**Supplied material:**
//! Local terminals for agent-run commands.
//!
//! Each `terminal/create` spawns one command with stdout and stderr merged
//! into a bounded output buffer. A waiter task reaps the command and
//! publishes its exit status on a [`watch`] channel, so `wait_for_exit`
//! callers and `output` polls see the same result.

use std::collections::HashMap;
use std::path::PathBuf;
use std::process::{ExitStatus, Stdio};
use std::sync::Arc;
use std::time::Duration;

use tokio::io::{AsyncRead, AsyncReadExt};
use tokio::process::Command;
use tokio::sync::{watch, Mutex};
use tokio_util::sync::CancellationToken;
use tracing::{debug, info, warn};
use uuid::Uuid;

use crate::acp::router::{DelegateFuture, TerminalDelegate};
use crate::acp::schema::{
    CreateTerminalRequest, CreateTerminalResponse, TerminalExitStatus, TerminalOutputResponse,
    TerminalRequest,
};
use crate::{AppError, Result};

/// Output pipes get this long to drain after the command exits.
const OUTPUT_DRAIN_GRACE: Duration = Duration::from_millis(500);

/// Captured terminal output, trimmed from the front to a byte limit.
#[derive(Debug, Default)]
pub struct OutputBuffer {
    bytes: Vec<u8>,
    limit: Option<usize>,
    truncated: bool,
}

impl OutputBuffer {
    /// Buffer retaining at most `limit` trailing bytes.
    #[must_use]
    pub fn new(limit: Option<usize>) -> Self {
        Self {
            bytes: Vec::new(),
            limit,
            truncated: false,
        }
    }

    /// Append a chunk, dropping the oldest bytes beyond the limit.
    ///
    /// The cut never lands inside a UTF-8 sequence.
    pub fn push(&mut self, chunk: &[u8]) {
        self.bytes.extend_from_slice(chunk);
        let Some(limit) = self.limit else {
            return;
        };
        if self.bytes.len() <= limit {
            return;
        }
        let mut cut = self.bytes.len() - limit;
        while cut < self.bytes.len() && self.bytes[cut] & 0xC0 == 0x80 {
            cut += 1;
        }
        self.bytes.drain(..cut);
        self.truncated = true;
    }

    /// Output as text.
    #[must_use]
    pub fn text(&self) -> String {
        String::from_utf8_lossy(&self.bytes).into_owned()
    }

    /// Whether bytes were dropped.
    #[must_use]
    pub fn truncated(&self) -> bool {
        self.truncated
    }
}

#[derive(Debug)]
struct Terminal {
    output: Arc<Mutex<OutputBuffer>>,
    exit: watch::Receiver<Option<TerminalExitStatus>>,
    kill: CancellationToken,
}

/// Terminal delegate running commands on this machine.
#[derive(Debug, Default)]
pub struct LocalTerminals {
    default_cwd: Option<PathBuf>,
    terminals: Mutex<HashMap<String, Arc<Terminal>>>,
}

impl LocalTerminals {
    /// Terminals whose commands run in `default_cwd` unless the agent
    /// names a directory.
    #[must_use]
    pub fn new(default_cwd: Option<PathBuf>) -> Self {
        Self {
            default_cwd,
            terminals: Mutex::new(HashMap::new()),
        }
    }

    /// Number of terminals not yet released.
    pub async fn len(&self) -> usize {
        self.terminals.lock().await.len()
    }

    /// Whether every terminal has been released.
    pub async fn is_empty(&self) -> bool {
        self.terminals.lock().await.is_empty()
    }

    async fn create(&self, request: CreateTerminalRequest) -> Result<CreateTerminalResponse> {
        let mut cmd = Command::new(&request.command);
        cmd.args(&request.args)
            .envs(request.env.iter().map(|var| (&var.name, &var.value)))
            .stdin(Stdio::null())
            .stdout(Stdio::piped())
            .stderr(Stdio::piped())
            .kill_on_drop(true);
        if let Some(cwd) = request.cwd.as_ref().or(self.default_cwd.as_ref()) {
            cmd.current_dir(cwd);
        }

        let mut child = cmd.spawn().map_err(|err| {
            AppError::Io(format!("failed to start {}: {err}", request.command))
        })?;

        let limit = request
            .output_byte_limit
            .map(|l| usize::try_from(l).unwrap_or(usize::MAX));
        let output = Arc::new(Mutex::new(OutputBuffer::new(limit)));
        let mut pumps = Vec::new();
        if let Some(stdout) = child.stdout.take() {
            pumps.push(tokio::spawn(pump(stdout, Arc::clone(&output))));
        }
        if let Some(stderr) = child.stderr.take() {
            pumps.push(tokio::spawn(pump(stderr, Arc::clone(&output))));
        }

        let terminal_id = format!("term-{}", Uuid::new_v4());
        let (exit_tx, exit_rx) = watch::channel(None);
        let kill = CancellationToken::new();

        let waiter_kill = kill.clone();
        let waiter_id = terminal_id.clone();
        tokio::spawn(async move {
            let status = tokio::select! {
                status = child.wait() => status,
                () = waiter_kill.cancelled() => {
                    if let Err(err) = child.start_kill() {
                        debug!(terminal_id = %waiter_id, %err, "terminal: kill failed");
                    }
                    child.wait().await
                }
            };
            for handle in pumps {
                let _ = tokio::time::timeout(OUTPUT_DRAIN_GRACE, handle).await;
            }
            let exit = match status {
                Ok(status) => exit_status(status),
                Err(err) => {
                    warn!(terminal_id = %waiter_id, %err, "terminal: wait failed");
                    TerminalExitStatus::default()
                }
            };
            debug!(terminal_id = %waiter_id, exit_code = exit.exit_code, "terminal: command exited");
            exit_tx.send_replace(Some(exit));
        });

        info!(
            session_id = %request.session_id,
            %terminal_id,
            command = %request.command,
            "terminal: created"
        );
        self.terminals.lock().await.insert(
            terminal_id.clone(),
            Arc::new(Terminal {
                output,
                exit: exit_rx,
                kill,
            }),
        );
        Ok(CreateTerminalResponse { terminal_id })
    }

    async fn get(&self, terminal_id: &str) -> Result<Arc<Terminal>> {
        self.terminals
            .lock()
            .await
            .get(terminal_id)
            .cloned()
            .ok_or_else(|| AppError::NotFound(format!("unknown terminal {terminal_id}")))
    }

    async fn output(&self, request: &TerminalRequest) -> Result<TerminalOutputResponse> {
        let terminal = self.get(&request.terminal_id).await?;
        let exit_status = terminal.exit.borrow().clone();
        let buffer = terminal.output.lock().await;
        Ok(TerminalOutputResponse {
            output: buffer.text(),
            truncated: buffer.truncated(),
            exit_status,
        })
    }

    async fn wait_for_exit(&self, request: &TerminalRequest) -> Result<TerminalExitStatus> {
        let terminal = self.get(&request.terminal_id).await?;
        let mut exit = terminal.exit.clone();
        let status = exit
            .wait_for(Option::is_some)
            .await
            .map_err(|_| AppError::Io(format!("terminal {} lost", request.terminal_id)))?
            .clone();
        Ok(status.unwrap_or_default())
    }

    async fn kill(&self, request: &TerminalRequest) -> Result<()> {
        let terminal = self.get(&request.terminal_id).await?;
        terminal.kill.cancel();
        Ok(())
    }

    async fn release(&self, request: &TerminalRequest) -> Result<()> {
        let removed = self.terminals.lock().await.remove(&request.terminal_id);
        let terminal = removed
            .ok_or_else(|| AppError::NotFound(format!("unknown terminal {}", request.terminal_id)))?;
        terminal.kill.cancel();
        debug!(terminal_id = %request.terminal_id, "terminal: released");
        Ok(())
    }
}

impl TerminalDelegate for LocalTerminals {
    fn create_terminal(
        &self,
        request: CreateTerminalRequest,
    ) -> DelegateFuture<'_, CreateTerminalResponse> {
        Box::pin(self.create(request))
    }

    fn terminal_output(&self, request: TerminalRequest) -> DelegateFuture<'_, TerminalOutputResponse> {
        Box::pin(async move { self.output(&request).await })
    }

    fn wait_for_terminal_exit(
        &self,
        request: TerminalRequest,
    ) -> DelegateFuture<'_, TerminalExitStatus> {
        Box::pin(async move { self.wait_for_exit(&request).await })
    }

    fn kill_terminal(&self, request: TerminalRequest) -> DelegateFuture<'_, ()> {
        Box::pin(async move { self.kill(&request).await })
    }

    fn release_terminal(&self, request: TerminalRequest) -> DelegateFuture<'_, ()> {
        Box::pin(async move { self.release(&request).await })
    }
}

async fn pump<R: AsyncRead + Unpin>(mut pipe: R, output: Arc<Mutex<OutputBuffer>>) {
    let mut chunk = [0u8; 4096];
    loop {
        match pipe.read(&mut chunk).await {
            Ok(0) | Err(_) => break,
            Ok(n) => output.lock().await.push(&chunk[..n]),
        }
    }
}

fn exit_status(status: ExitStatus) -> TerminalExitStatus {
    TerminalExitStatus {
        exit_code: status.code().and_then(|code| u32::try_from(code).ok()),
        signal: signal_name(status),
    }
}

#[cfg(unix)]
fn signal_name(status: ExitStatus) -> Option<String> {
    use std::os::unix::process::ExitStatusExt;

    let signal = status.signal()?;
    Some(
        nix::sys::signal::Signal::try_from(signal)
            .map_or_else(|_| signal.to_string(), |s| s.as_str().to_owned()),
    )
}

#[cfg(not(unix))]
fn signal_name(_status: ExitStatus) -> Option<String> {
    None
}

**Work to be completed:** In the listing above, find the line with "if let Some(stdout)" and the line with "let waiter_id = terminal_id.clone();", then print exactly those two lines and every line between them, and nothing more.

**Task answer:**
        if let Some(stdout) = child.stdout.take() {
            pumps.push(tokio::spawn(pump(stdout, Arc::clone(&output))));
        }
        if let Some(stderr) = child.stderr.take() {
            pumps.push(tokio::spawn(pump(stderr, Arc::clone(&output))));
        }

        let terminal_id = format!("term-{}", Uuid::new_v4());
        let (exit_tx, exit_rx) = watch::channel(None);
        let kill = CancellationToken::new();

        let waiter_kill = kill.clone();
        let waiter_id = terminal_id.clone();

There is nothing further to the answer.